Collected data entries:

┌──

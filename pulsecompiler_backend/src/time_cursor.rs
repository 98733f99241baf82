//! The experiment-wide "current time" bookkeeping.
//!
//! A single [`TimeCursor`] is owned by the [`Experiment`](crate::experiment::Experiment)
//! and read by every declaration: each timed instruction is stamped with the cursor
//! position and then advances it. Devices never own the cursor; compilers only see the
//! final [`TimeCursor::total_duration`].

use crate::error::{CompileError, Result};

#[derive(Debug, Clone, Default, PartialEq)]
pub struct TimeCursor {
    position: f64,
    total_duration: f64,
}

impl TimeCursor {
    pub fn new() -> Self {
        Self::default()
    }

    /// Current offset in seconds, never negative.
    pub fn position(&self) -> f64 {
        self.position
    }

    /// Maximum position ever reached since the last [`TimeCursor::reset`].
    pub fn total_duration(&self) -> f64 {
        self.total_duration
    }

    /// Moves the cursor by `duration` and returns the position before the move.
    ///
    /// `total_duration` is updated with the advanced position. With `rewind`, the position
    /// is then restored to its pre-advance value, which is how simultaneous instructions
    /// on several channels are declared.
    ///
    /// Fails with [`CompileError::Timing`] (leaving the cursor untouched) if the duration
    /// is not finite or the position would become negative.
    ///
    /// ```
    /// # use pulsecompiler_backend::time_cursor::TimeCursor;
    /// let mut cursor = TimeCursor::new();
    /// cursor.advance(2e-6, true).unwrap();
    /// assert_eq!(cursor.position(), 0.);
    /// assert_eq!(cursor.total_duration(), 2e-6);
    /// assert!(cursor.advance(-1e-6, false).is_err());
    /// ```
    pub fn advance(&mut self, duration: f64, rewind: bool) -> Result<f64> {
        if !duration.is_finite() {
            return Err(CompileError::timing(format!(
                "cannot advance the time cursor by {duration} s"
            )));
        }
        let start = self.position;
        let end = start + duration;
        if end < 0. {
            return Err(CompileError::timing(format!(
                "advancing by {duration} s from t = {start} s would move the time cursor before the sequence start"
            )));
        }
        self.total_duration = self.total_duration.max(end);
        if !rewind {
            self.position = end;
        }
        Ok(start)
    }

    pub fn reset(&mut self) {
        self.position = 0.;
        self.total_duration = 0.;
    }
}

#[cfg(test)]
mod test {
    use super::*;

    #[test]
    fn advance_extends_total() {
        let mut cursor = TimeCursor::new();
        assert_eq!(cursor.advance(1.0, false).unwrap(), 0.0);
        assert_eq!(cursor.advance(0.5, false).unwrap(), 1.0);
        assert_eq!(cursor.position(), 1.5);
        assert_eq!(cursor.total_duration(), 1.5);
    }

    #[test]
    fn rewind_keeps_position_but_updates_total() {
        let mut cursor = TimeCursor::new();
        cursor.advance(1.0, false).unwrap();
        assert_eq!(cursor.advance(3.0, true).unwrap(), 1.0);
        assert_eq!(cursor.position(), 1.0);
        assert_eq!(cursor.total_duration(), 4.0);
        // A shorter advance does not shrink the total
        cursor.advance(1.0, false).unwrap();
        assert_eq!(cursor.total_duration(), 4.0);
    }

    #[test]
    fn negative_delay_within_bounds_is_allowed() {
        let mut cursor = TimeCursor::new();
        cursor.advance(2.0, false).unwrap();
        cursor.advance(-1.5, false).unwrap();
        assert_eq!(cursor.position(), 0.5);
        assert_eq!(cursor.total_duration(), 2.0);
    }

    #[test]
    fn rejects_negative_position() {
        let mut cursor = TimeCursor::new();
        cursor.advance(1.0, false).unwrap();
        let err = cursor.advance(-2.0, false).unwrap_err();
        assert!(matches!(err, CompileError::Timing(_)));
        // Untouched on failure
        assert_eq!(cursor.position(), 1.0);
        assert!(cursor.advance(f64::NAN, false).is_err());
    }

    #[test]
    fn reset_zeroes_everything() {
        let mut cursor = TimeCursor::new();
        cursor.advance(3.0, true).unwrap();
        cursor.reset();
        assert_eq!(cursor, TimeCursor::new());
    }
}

└──
┌──

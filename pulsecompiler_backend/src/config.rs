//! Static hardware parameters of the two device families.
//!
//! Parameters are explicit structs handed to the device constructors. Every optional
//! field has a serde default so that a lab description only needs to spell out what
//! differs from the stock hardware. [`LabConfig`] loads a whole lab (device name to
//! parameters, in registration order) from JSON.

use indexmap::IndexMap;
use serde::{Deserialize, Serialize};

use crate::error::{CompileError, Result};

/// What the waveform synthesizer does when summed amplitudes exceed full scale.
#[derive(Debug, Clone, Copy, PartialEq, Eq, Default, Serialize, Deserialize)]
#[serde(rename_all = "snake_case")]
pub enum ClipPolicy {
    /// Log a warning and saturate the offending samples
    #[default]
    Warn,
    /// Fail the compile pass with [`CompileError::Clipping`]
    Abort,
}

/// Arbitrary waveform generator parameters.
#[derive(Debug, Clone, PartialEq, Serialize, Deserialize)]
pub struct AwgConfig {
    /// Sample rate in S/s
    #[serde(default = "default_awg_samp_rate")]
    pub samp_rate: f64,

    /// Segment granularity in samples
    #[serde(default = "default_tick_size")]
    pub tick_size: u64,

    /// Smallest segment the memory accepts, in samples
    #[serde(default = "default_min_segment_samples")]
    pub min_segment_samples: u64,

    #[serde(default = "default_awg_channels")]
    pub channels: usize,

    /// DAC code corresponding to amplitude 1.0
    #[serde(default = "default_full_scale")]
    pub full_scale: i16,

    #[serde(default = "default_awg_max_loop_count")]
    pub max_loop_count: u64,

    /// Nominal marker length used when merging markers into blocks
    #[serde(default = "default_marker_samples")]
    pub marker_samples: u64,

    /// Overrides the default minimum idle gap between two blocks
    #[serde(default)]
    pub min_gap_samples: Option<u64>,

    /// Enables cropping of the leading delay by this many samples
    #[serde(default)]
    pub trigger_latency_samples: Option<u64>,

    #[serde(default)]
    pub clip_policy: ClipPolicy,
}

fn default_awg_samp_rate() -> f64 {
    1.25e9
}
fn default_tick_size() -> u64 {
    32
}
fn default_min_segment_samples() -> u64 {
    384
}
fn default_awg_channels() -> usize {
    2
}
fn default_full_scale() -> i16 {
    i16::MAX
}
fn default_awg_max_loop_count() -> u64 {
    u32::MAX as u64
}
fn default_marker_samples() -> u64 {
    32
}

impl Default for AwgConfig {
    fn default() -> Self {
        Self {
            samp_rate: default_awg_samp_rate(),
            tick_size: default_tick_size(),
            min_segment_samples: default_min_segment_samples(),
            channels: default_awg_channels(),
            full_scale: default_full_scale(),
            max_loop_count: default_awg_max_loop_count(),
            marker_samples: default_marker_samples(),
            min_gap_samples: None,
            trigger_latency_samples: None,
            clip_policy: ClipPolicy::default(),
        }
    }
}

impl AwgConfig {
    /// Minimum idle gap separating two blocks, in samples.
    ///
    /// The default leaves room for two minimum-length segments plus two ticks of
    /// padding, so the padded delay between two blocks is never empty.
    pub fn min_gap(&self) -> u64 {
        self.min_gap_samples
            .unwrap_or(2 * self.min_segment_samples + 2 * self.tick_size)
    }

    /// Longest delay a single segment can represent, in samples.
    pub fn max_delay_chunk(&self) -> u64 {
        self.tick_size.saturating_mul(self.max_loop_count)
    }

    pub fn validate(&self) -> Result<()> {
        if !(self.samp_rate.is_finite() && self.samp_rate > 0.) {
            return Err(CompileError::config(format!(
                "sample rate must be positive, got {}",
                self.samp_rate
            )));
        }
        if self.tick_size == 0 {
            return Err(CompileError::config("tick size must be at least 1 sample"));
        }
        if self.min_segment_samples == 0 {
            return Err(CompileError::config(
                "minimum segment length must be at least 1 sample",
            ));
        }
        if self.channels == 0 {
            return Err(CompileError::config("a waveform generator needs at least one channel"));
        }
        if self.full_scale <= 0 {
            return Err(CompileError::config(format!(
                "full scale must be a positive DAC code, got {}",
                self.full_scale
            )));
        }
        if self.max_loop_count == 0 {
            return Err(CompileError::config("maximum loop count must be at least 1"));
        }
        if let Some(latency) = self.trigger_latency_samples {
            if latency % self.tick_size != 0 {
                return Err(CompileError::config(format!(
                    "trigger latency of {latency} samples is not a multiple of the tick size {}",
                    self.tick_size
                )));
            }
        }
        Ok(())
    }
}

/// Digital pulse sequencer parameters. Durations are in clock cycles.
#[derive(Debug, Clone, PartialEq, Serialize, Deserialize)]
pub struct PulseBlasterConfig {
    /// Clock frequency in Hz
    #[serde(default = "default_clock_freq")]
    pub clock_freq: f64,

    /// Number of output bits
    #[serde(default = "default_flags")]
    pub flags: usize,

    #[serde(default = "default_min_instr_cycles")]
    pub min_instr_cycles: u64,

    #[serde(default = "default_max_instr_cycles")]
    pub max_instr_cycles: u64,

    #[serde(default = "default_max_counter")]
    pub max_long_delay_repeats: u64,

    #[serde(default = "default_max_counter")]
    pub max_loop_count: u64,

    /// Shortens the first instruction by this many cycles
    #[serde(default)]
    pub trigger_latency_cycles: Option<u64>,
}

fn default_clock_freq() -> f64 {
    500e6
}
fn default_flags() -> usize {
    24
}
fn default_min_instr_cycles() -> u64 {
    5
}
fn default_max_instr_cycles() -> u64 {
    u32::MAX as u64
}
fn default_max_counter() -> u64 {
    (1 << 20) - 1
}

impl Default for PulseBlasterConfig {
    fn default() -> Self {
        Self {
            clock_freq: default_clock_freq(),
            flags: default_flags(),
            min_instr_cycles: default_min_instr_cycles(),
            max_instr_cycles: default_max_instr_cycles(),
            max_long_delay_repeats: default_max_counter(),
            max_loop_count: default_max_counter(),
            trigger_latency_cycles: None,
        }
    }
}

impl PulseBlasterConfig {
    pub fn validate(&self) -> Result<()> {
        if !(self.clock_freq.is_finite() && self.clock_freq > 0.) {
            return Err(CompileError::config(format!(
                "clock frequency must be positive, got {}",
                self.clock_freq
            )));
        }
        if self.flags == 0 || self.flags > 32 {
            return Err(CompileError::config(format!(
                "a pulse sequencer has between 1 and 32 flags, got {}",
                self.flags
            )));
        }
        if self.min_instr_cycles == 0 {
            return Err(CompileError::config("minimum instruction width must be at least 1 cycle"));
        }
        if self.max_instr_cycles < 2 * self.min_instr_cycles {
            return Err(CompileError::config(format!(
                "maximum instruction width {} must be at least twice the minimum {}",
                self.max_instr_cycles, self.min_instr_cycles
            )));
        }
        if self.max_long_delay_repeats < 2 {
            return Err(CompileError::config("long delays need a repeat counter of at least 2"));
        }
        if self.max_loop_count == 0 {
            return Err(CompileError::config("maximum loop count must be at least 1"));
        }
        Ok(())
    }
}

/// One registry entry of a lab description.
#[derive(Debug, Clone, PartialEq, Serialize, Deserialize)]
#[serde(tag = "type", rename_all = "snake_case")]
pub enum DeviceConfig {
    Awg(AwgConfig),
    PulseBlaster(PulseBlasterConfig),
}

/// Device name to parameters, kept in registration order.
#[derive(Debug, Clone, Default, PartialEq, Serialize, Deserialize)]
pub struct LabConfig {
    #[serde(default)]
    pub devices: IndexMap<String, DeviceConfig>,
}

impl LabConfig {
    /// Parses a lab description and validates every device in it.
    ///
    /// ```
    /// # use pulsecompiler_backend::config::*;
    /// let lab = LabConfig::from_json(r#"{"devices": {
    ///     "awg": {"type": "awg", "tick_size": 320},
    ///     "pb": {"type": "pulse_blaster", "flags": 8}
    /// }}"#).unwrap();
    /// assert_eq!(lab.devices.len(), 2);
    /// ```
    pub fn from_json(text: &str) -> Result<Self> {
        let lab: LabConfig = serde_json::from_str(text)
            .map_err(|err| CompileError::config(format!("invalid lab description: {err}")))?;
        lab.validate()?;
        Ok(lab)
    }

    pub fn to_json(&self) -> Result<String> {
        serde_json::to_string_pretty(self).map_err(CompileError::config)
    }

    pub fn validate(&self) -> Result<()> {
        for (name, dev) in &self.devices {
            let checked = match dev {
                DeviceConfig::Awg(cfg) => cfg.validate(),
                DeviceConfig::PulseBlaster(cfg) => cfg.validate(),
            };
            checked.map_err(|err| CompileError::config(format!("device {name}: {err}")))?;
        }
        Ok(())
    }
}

└──
┌──

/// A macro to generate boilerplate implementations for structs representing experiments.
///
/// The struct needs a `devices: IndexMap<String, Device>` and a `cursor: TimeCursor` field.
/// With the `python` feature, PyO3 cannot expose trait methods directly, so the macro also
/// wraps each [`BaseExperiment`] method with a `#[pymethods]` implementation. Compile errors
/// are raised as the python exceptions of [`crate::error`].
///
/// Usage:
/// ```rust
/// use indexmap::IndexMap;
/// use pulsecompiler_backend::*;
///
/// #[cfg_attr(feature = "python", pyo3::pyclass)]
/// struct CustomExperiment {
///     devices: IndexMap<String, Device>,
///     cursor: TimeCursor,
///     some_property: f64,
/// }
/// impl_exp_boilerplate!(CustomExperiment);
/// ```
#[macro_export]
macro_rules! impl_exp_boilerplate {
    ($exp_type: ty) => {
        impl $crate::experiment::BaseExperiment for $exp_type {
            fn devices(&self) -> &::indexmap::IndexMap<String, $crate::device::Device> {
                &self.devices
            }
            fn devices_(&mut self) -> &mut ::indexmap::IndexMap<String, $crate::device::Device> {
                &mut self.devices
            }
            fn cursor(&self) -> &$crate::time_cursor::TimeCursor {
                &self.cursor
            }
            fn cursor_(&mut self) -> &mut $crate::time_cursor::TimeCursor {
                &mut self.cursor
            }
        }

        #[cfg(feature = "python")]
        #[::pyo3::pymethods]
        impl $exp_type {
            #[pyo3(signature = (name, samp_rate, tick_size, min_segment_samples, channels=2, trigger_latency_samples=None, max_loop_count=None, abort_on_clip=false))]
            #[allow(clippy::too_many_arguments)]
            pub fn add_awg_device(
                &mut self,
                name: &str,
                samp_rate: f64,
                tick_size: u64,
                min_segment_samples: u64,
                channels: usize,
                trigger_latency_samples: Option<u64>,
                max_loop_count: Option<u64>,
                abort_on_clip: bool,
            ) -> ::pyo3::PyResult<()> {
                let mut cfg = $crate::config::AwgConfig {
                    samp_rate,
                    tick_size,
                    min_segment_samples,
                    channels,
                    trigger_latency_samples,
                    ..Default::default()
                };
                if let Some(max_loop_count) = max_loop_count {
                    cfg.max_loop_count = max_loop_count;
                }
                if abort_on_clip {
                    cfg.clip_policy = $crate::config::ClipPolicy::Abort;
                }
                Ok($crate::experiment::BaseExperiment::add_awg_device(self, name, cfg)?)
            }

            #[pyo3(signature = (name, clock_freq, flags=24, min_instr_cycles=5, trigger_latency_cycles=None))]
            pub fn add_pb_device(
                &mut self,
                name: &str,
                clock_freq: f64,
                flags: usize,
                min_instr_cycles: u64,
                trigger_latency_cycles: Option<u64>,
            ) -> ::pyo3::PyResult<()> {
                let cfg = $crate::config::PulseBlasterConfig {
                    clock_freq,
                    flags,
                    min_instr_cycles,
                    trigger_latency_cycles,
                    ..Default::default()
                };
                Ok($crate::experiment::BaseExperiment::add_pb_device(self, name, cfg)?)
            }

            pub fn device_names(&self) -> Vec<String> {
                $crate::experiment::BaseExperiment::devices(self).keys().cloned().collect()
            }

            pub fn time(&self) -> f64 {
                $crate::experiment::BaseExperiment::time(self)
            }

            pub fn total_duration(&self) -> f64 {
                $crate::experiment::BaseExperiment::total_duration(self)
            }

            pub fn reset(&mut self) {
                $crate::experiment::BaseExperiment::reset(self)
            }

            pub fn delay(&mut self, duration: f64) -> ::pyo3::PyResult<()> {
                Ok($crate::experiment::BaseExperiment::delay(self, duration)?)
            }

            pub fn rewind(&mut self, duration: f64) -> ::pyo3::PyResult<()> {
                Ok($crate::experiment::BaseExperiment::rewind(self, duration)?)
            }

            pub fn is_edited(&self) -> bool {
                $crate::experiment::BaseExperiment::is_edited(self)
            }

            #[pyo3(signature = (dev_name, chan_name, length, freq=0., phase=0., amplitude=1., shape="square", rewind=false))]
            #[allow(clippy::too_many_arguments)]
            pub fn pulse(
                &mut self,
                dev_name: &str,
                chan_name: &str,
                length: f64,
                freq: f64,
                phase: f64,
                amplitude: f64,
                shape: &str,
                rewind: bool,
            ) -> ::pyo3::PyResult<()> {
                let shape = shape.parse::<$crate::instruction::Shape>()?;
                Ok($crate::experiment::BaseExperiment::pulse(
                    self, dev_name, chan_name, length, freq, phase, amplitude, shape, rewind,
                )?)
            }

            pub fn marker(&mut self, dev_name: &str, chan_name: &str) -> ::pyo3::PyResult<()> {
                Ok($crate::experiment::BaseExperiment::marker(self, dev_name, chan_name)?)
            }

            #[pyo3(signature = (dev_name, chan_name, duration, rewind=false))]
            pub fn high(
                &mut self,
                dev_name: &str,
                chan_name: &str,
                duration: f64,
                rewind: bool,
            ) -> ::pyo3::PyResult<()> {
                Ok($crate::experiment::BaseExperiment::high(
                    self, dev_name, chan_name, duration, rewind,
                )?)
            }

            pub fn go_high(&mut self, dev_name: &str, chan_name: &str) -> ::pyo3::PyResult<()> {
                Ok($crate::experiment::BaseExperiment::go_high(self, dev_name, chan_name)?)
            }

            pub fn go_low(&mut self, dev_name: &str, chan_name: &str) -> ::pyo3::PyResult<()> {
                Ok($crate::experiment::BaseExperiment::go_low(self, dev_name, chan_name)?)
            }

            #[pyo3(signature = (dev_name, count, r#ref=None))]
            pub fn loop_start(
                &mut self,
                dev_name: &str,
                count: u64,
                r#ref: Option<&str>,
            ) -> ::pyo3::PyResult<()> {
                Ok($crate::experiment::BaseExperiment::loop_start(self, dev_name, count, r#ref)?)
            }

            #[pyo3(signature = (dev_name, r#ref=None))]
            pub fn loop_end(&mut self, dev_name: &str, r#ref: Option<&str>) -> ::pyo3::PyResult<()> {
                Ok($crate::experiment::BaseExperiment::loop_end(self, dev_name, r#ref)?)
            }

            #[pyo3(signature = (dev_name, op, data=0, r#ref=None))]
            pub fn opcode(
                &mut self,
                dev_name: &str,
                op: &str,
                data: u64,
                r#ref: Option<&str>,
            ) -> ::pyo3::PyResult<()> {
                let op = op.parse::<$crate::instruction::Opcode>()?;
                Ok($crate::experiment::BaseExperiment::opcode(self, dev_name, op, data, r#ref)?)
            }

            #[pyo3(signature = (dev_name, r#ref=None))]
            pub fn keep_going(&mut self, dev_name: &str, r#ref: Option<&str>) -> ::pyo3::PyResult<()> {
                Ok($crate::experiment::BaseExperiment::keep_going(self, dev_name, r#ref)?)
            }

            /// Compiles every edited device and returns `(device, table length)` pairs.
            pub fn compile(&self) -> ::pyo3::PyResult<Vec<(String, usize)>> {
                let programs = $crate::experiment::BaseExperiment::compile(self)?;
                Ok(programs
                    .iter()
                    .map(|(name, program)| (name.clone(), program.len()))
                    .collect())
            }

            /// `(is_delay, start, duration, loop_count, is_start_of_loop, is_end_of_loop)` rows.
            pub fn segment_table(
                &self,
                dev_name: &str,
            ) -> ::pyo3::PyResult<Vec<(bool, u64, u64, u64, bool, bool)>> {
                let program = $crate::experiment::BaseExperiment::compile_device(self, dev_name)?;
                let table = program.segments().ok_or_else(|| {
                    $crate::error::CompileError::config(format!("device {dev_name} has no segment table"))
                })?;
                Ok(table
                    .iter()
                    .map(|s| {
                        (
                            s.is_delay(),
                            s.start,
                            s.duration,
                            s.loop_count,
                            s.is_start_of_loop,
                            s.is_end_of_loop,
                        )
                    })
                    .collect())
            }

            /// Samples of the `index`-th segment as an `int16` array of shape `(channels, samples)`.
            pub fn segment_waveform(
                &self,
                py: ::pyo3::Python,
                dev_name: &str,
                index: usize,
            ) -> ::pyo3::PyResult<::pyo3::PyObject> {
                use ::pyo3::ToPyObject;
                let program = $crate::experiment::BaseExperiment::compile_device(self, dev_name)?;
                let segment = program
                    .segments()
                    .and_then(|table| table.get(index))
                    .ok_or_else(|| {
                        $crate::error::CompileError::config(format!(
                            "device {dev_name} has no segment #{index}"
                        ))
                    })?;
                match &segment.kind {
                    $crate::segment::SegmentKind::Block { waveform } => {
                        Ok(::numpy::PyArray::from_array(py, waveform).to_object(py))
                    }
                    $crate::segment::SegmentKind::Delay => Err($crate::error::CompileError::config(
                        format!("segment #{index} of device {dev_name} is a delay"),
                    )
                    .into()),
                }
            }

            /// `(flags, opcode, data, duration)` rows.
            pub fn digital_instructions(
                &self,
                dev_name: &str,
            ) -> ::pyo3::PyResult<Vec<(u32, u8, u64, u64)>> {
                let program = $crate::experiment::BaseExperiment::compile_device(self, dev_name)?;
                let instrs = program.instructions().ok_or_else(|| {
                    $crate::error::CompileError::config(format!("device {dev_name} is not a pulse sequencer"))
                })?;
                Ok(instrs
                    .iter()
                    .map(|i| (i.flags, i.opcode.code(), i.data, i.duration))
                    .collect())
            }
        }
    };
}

└──

→ **Your goal**: Find the number of lines above that hold the word "generator", then write that number by itself.

→ **Problem solution**: 2